Coronel was arrested at Dulles International Airport on February 22, 2021. The Federal Bureau of Investigation's arrest warrant stated their probable cause included evidence of Coronel shuttling messages from Guzman to Sinaloa Cartel associates, assisting Guzman's escape from Federal Social Readaptation Center No. 1 "Altiplano" in 2015 through bribery and, following his recapture, helping coordinate another escape attempt aborted following Guzman's extradition. The affidavit cited a handwritten letter written and signed by Guzman, as well as the statements of two unnamed cooperating witnesses who had worked with Guzman.

Sources who spoke to Vice News on the condition of anonymity claimed that Coronel voluntarily surrendered and was seeking a court settlement. A lawyer representing Guzman and Coronel, Jeffrey Lichtman, denied it. The Department of Justice declined to comment, as did a spokesperson for the FBI. Coronel's lawyer Mariel Colón denounced her conditions in Alexandria City Jail, saying she spent 22 hours per day in a small cell with nothing to do but read.

On June 10, 2021, the United States Attorney for the District of Columbia and Coronel Aispuro agreed to a plea deal, in which she waived indictment and pleaded guilty in the U.S. District Court for the District of Columbia to a felony criminal information with three counts:
- Conspiracy to Distribute Heroin, Cocaine, Marijuana and Amphetamines for Unlawful Importation to the United States (21 U.S.C. §§ , , )
- Conspiracy to launder Monetary Instruments
- Engaging in Transactions and Dealings in Properties of a Designated Significant Foreign Narcotics Trafficker (21 U.S.C. §§ )

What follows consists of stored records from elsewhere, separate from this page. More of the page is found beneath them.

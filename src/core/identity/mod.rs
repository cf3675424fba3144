//! # Identity Module
//!
//! Maps a source locator (path or URL) to a stable content-identity token.
//!
//! The identity is a 256-bit BLAKE3 hash of the locator string. It is the
//! key component for the result cache and for any stored image metadata.
//! Two different locators may reference identical bytes; the identity makes
//! no attempt to detect that - it identifies the *source*, not the content.

use serde::{Serialize, Serializer};
use std::fmt;

/// A 256-bit content-identity token derived from a source locator.
///
/// Deterministic: the same locator always yields the same identity.
/// Collisions between distinct locators are cryptographically negligible.
#[derive(Debug, Clone, Copy, PartialEq, Eq, Hash)]
pub struct ImageIdentity([u8; 32]);

impl ImageIdentity {
    /// Get the raw hash bytes
    pub fn as_bytes(&self) -> &[u8; 32] {
        &self.0
    }

    /// Render as a 64-character lowercase hex string
    pub fn to_hex(&self) -> String {
        self.0.iter().map(|b| format!("{:02x}", b)).collect()
    }
}

impl fmt::Display for ImageIdentity {
    fn fmt(&self, f: &mut fmt::Formatter<'_>) -> fmt::Result {
        write!(f, "{}", self.to_hex())
    }
}

impl Serialize for ImageIdentity {
    fn serialize<S: Serializer>(&self, serializer: S) -> std::result::Result<S::Ok, S::Error> {
        serializer.serialize_str(&self.to_hex())
    }
}

/// Compute the identity of a source locator.
///
/// Pure function: no I/O, no failure mode.
pub fn identity(locator: &str) -> ImageIdentity {
    ImageIdentity(*blake3::hash(locator.as_bytes()).as_bytes())
}

#[cfg(test)]
mod tests {
    use super::*;

    #[test]
    fn identity_is_deterministic() {
        let a = identity("https://example.com/photo.jpg");
        let b = identity("https://example.com/photo.jpg");
        assert_eq!(a, b);
    }

    #[test]
    fn distinct_locators_hash_distinctly() {
        let a = identity("/photos/a.jpg");
        let b = identity("/photos/b.jpg");
        assert_ne!(a, b);
    }

    #[test]
    fn hex_is_64_lowercase_chars() {
        let id = identity("anything");
        let hex = id.to_hex();
        assert_eq!(hex.len(), 64);
        assert!(hex.chars().all(|c| c.is_ascii_hexdigit() && !c.is_ascii_uppercase()));
    }

    #[test]
    fn display_matches_hex() {
        let id = identity("x");
        assert_eq!(id.to_string(), id.to_hex());
    }
}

On November 30, 2021, Judge Rudolph Contreras of the U.S. District Court for the District of Columbia sentenced Coronel to three years in prison, followed by four years of supervised release. The prison sentence was later reduced to 31 months. Judge Contreras did not sentence Coronel to the four years requested by prosecutors, noting that she was a teenager when she married Guzman and admitted her guilt upon capture. She served her sentence in Federal Medical Center, Carswell and was released on September 13, 2023.

== Personal life ==
In the summer of 2011, Coronel traveled to Lancaster, California, to give birth to twin girls at Antelope Valley Hospital. Guzmán's name was left off the children's birth certificates because the U.S. Department of State was offering a bounty of five million dollars for his capture.

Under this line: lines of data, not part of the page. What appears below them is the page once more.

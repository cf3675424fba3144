//! Keypoint matching strategy (`orb`).
//!
//! How it works:
//! 1. Detect up to 500 FAST-9 corners per image (strongest first, after
//!    non-maximum suppression)
//! 2. Compute a 256-bit BRIEF binary descriptor for each corner from a
//!    box-smoothed patch, using a fixed pseudorandom sampling pattern
//! 3. Match descriptors between the two sets by brute-force nearest
//!    neighbour under Hamming distance with a strict cross-check: a match
//!    is accepted only if each descriptor is the other's best match in
//!    both directions
//! 4. Score = matched_pairs / max(keypoints_a, keypoints_b)
//!
//! If either image yields zero descriptors the score is defined as 0.0,
//! not an error: an image with no distinguishable features cannot match
//! anything.
//!
//! Images larger than 1024 px on the long side are downscaled first to
//! bound detection cost.

use super::resize::downscale_to_fit;
use super::{Method, SimilarityStrategy};
use crate::error::StrategyError;
use image::GrayImage;

/// Maximum number of keypoints retained per image
const MAX_KEYPOINTS: usize = 500;

/// FAST intensity threshold
const FAST_THRESHOLD: i16 = 20;

/// Minimum contiguous arc length for a FAST-9 corner
const FAST_ARC: usize = 9;

/// Long-side cap applied before detection
const MAX_SIDE: u32 = 1024;

/// Keypoints closer than this to any border are discarded so that every
/// BRIEF sample (offset <= 13, smoothing window +/-2) stays in bounds
const BORDER_MARGIN: u32 = 16;

/// BRIEF sampling offsets are drawn from [-PATTERN_SPREAD, PATTERN_SPREAD]
const PATTERN_SPREAD: i64 = 13;

/// Number of descriptor bits (four u64 words)
const DESCRIPTOR_BITS: usize = 256;

/// Bresenham circle of radius 3, the 16 FAST test pixels in ring order
const FAST_CIRCLE: [(i32, i32); 16] = [
    (0, -3),
    (1, -3),
    (2, -2),
    (3, -1),
    (3, 0),
    (3, 1),
    (2, 2),
    (1, 3),
    (0, 3),
    (-1, 3),
    (-2, 2),
    (-3, 1),
    (-3, 0),
    (-3, -1),
    (-2, -2),
    (-1, -3),
];

/// A detected corner with its FAST score
#[derive(Debug, Clone, Copy)]
struct Keypoint {
    x: u32,
    y: u32,
    score: u32,
}

/// 256-bit binary descriptor
type Descriptor = [u64; 4];

/// Keypoint matching strategy
pub struct KeypointStrategy {
    /// Fixed BRIEF sampling pattern: (dx1, dy1, dx2, dy2) per bit
    pattern: Vec<(i32, i32, i32, i32)>,
}

impl KeypointStrategy {
    pub fn new() -> Self {
        Self {
            pattern: sampling_pattern(),
        }
    }

    /// Detect corners and describe them. Returns one descriptor per
    /// surviving keypoint.
    fn extract(&self, image: &GrayImage) -> Result<Vec<Descriptor>, StrategyError> {
        let resized;
        let image = match downscale_to_fit(image, MAX_SIDE)? {
            Some(small) => {
                resized = small;
                &resized
            }
            None => image,
        };

        let keypoints = detect_fast(image);
        if keypoints.is_empty() {
            return Ok(Vec::new());
        }

        let smoothed = Smoothed::new(image);
        let descriptors = keypoints
            .iter()
            .map(|kp| self.describe(&smoothed, kp))
            .collect();

        Ok(descriptors)
    }

    /// Compute the BRIEF descriptor for one keypoint
    fn describe(&self, smoothed: &Smoothed, kp: &Keypoint) -> Descriptor {
        let mut descriptor = [0u64; 4];

        for (bit, &(dx1, dy1, dx2, dy2)) in self.pattern.iter().enumerate() {
            let p1 = smoothed.sample(kp.x as i32 + dx1, kp.y as i32 + dy1);
            let p2 = smoothed.sample(kp.x as i32 + dx2, kp.y as i32 + dy2);

            if p1 < p2 {
                descriptor[bit / 64] |= 1u64 << (bit % 64);
            }
        }

        descriptor
    }
}

impl Default for KeypointStrategy {
    fn default() -> Self {
        Self::new()
    }
}

impl SimilarityStrategy for KeypointStrategy {
    fn compare(&self, a: &GrayImage, b: &GrayImage) -> Result<f64, StrategyError> {
        // The two extractions are independent and CPU-bound
        let (descriptors_a, descriptors_b) =
            rayon::join(|| self.extract(a), || self.extract(b));
        let descriptors_a = descriptors_a?;
        let descriptors_b = descriptors_b?;

        if descriptors_a.is_empty() || descriptors_b.is_empty() {
            return Ok(0.0);
        }

        let matches = cross_checked_matches(&descriptors_a, &descriptors_b);
        let denominator = descriptors_a.len().max(descriptors_b.len());

        Ok(matches as f64 / denominator as f64)
    }

    fn method(&self) -> Method {
        Method::Keypoint
    }
}

/// Detect FAST-9 corners with non-maximum suppression, strongest first,
/// capped at MAX_KEYPOINTS.
fn detect_fast(image: &GrayImage) -> Vec<Keypoint> {
    let (width, height) = image.dimensions();
    if width <= 2 * BORDER_MARGIN || height <= 2 * BORDER_MARGIN {
        return Vec::new();
    }

    let raw = image.as_raw();
    let w = width as usize;
    let mut scores = vec![0u32; w * height as usize];

    for y in BORDER_MARGIN..height - BORDER_MARGIN {
        for x in BORDER_MARGIN..width - BORDER_MARGIN {
            let center = raw[y as usize * w + x as usize] as i16;
            let bright = center + FAST_THRESHOLD;
            let dark = center - FAST_THRESHOLD;

            let ring: [i16; 16] = std::array::from_fn(|i| {
                let (dx, dy) = FAST_CIRCLE[i];
                raw[(y as i32 + dy) as usize * w + (x as i32 + dx) as usize] as i16
            });

            // Quick reject on the four compass points: any 9-long arc
            // covers at least two of them on the same side
            let compass = [ring[0], ring[4], ring[8], ring[12]];
            let brighter = compass.iter().filter(|&&p| p > bright).count();
            let darker = compass.iter().filter(|&&p| p < dark).count();
            if brighter < 2 && darker < 2 {
                continue;
            }

            if let Some(score) = fast_score(&ring, bright, dark, center) {
                scores[y as usize * w + x as usize] = score;
            }
        }
    }

    // Non-maximum suppression over the 3x3 neighbourhood
    let mut keypoints = Vec::new();
    for y in BORDER_MARGIN..height - BORDER_MARGIN {
        for x in BORDER_MARGIN..width - BORDER_MARGIN {
            let score = scores[y as usize * w + x as usize];
            if score == 0 {
                continue;
            }

            let is_max = (-1..=1).all(|dy: i32| {
                (-1..=1).all(|dx: i32| {
                    if dx == 0 && dy == 0 {
                        return true;
                    }
                    let neighbour =
                        scores[(y as i32 + dy) as usize * w + (x as i32 + dx) as usize];
                    score > neighbour || (score == neighbour && (dy < 0 || (dy == 0 && dx < 0)))
                })
            });

            if is_max {
                keypoints.push(Keypoint { x, y, score });
            }
        }
    }

    keypoints.sort_unstable_by(|a, b| b.score.cmp(&a.score));
    keypoints.truncate(MAX_KEYPOINTS);
    keypoints
}

/// Check the 16-pixel ring for a contiguous arc of at least FAST_ARC
/// pixels all brighter than `bright` or all darker than `dark`. Returns
/// the corner score (sum of absolute threshold excesses) or None.
fn fast_score(ring: &[i16; 16], bright: i16, dark: i16, center: i16) -> Option<u32> {
    let mut found = false;

    for side in [true, false] {
        let passes = |p: i16| if side { p > bright } else { p < dark };

        let mut run = 0usize;
        let mut best_run = 0usize;
        // Walk the ring twice to handle wrap-around arcs
        for i in 0..32 {
            if passes(ring[i % 16]) {
                run += 1;
                best_run = best_run.max(run);
                if best_run >= FAST_ARC {
                    break;
                }
            } else {
                run = 0;
            }
        }

        if best_run >= FAST_ARC {
            found = true;
            break;
        }
    }

    if !found {
        return None;
    }

    let threshold = FAST_THRESHOLD as i32;
    let score: i32 = ring
        .iter()
        .map(|&p| ((p as i32 - center as i32).abs() - threshold).max(0))
        .sum();

    Some(score as u32)
}

/// Box-smoothed view of a raster backed by an integral image.
///
/// `sample` returns the mean of the 5x5 window centred on the pixel.
/// Callers must keep samples at least 2 px inside the raster; the
/// BORDER_MARGIN and PATTERN_SPREAD constants guarantee that.
struct Smoothed {
    integral: Vec<u64>,
    width: usize,
}

impl Smoothed {
    fn new(image: &GrayImage) -> Self {
        let (width, height) = (image.width() as usize, image.height() as usize);
        let raw = image.as_raw();

        // (width+1) x (height+1) summed-area table
        let stride = width + 1;
        let mut integral = vec![0u64; stride * (height + 1)];
        for y in 0..height {
            let mut row_sum = 0u64;
            for x in 0..width {
                row_sum += raw[y * width + x] as u64;
                integral[(y + 1) * stride + (x + 1)] = integral[y * stride + (x + 1)] + row_sum;
            }
        }

        Self { integral, width }
    }

    fn sample(&self, x: i32, y: i32) -> u8 {
        let stride = self.width + 1;
        let x0 = (x - 2) as usize;
        let y0 = (y - 2) as usize;
        let x1 = (x + 3) as usize;
        let y1 = (y + 3) as usize;

        let sum = self.integral[y1 * stride + x1] + self.integral[y0 * stride + x0]
            - self.integral[y0 * stride + x1]
            - self.integral[y1 * stride + x0];

        (sum / 25) as u8
    }
}

/// Generate the fixed BRIEF sampling pattern.
///
/// Deterministic xorshift so every strategy instance (and every run)
/// produces identical descriptors for identical rasters.
fn sampling_pattern() -> Vec<(i32, i32, i32, i32)> {
    let mut state = 0x9E37_79B9_7F4A_7C15u64;
    let mut next_offset = || {
        state ^= state << 13;
        state ^= state >> 7;
        state ^= state << 17;
        let span = 2 * PATTERN_SPREAD + 1;
        ((state % span as u64) as i64 - PATTERN_SPREAD) as i32
    };

    (0..DESCRIPTOR_BITS)
        .map(|_| (next_offset(), next_offset(), next_offset(), next_offset()))
        .collect()
}

/// Hamming distance between two 256-bit descriptors
fn hamming(a: &Descriptor, b: &Descriptor) -> u32 {
    a.iter()
        .zip(b.iter())
        .map(|(x, y)| (x ^ y).count_ones())
        .sum()
}

/// Index of the nearest descriptor in `candidates` for each query
fn nearest(queries: &[Descriptor], candidates: &[Descriptor]) -> Vec<usize> {
    queries
        .iter()
        .map(|query| {
            let mut best_index = 0;
            let mut best_distance = u32::MAX;
            for (index, candidate) in candidates.iter().enumerate() {
                let distance = hamming(query, candidate);
                if distance < best_distance {
                    best_distance = distance;
                    best_index = index;
                }
            }
            best_index
        })
        .collect()
}

/// Count mutual-best matches between the two descriptor sets
fn cross_checked_matches(a: &[Descriptor], b: &[Descriptor]) -> usize {
    let forward = nearest(a, b);
    let backward = nearest(b, a);

    forward
        .iter()
        .enumerate()
        .filter(|&(i, &j)| backward[j] == i)
        .count()
}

In a 2016 Telemundo interview conducted by investigative reporter Anabel Hernández, Coronel argued that the life of her husband was in danger and begged for justice on his behalf. In 2019 she attended the New York trial of El Chapo with her children. She attended the courtroom almost every day of the trial, in what the press described as solidarity with her husband. She was interviewed in the reality show Cartel Crew on VH1.